[Pvfs2-users] Problem with restarting pvfs on a cluster
Sam Lang
slang at mcs.anl.gov
Tue Oct 9 14:45:58 EDT 2007
On Oct 9, 2007, at 12:57 PM, Raimondo Giammanco wrote:
> Hello Mr. Lang,
>
> the master is a different unit type, different from the nodes that
> are
> blades in a rack mounted cluster.
>
> The mount command provides on the master:
> ##################
> /dev/sda1 on / type ext3 (rw)
> none on /proc type proc (rw)
> none on /sys type sysfs (rw)
> none on /dev/pts type devpts (rw,gid=5,mode=620)

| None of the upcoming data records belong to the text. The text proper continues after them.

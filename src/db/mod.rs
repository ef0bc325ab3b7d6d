pub mod runner;
pub mod steps;
pub mod verify;

use sqlx::{Connection, PgConnection, Row};

use crate::config::Config;
use crate::error::MigrationError;

/// Listing printed after every run.
pub const PUBLIC_TABLES_QUERY: &str =
    "SELECT table_name FROM information_schema.tables WHERE table_schema = 'public';";

/// Open the single connection a run works on. No pool: every statement goes
/// through this one session, in order.
pub async fn connect(config: &Config) -> Result<PgConnection, MigrationError> {
    let endpoint = config.endpoint();
    let options = config
        .connect_options()
        .map_err(|source| MigrationError::Connect {
            endpoint: endpoint.clone(),
            source,
        })?;

    let conn = PgConnection::connect_with(&options)
        .await
        .map_err(|source| MigrationError::Connect { endpoint, source })?;
    Ok(conn)
}

pub async fn list_public_tables(conn: &mut PgConnection) -> Result<Vec<String>, sqlx::Error> {
    let rows = sqlx::query(PUBLIC_TABLES_QUERY).fetch_all(&mut *conn).await?;

    // table_name is the sql_identifier domain, which sqlx does not map to String
    rows.iter()
        .map(|row| row.try_get_unchecked::<String, _>(0))
        .collect()
}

> usbfs on /proc/bus/usb type usbfs (rw)
> none on /dev/shm type tmpfs (rw)
> none on /proc/sys/fs/binfmt_misc type binfmt_misc (rw)
> sunrpc on /var/lib/nfs/rpc_pipefs type rpc_pipefs (rw)
> nfsd on /proc/fs/nfsd type nfsd (rw)
> ##################
>
>
> while on the node it is
> ##################
> /dev/ram0 on / type ext2 (rw)
> none on /proc type proc (rw)
> none on /sys type sysfs (rw)
> none on /dev/pts type devpts (rw,gid=5,mode=620)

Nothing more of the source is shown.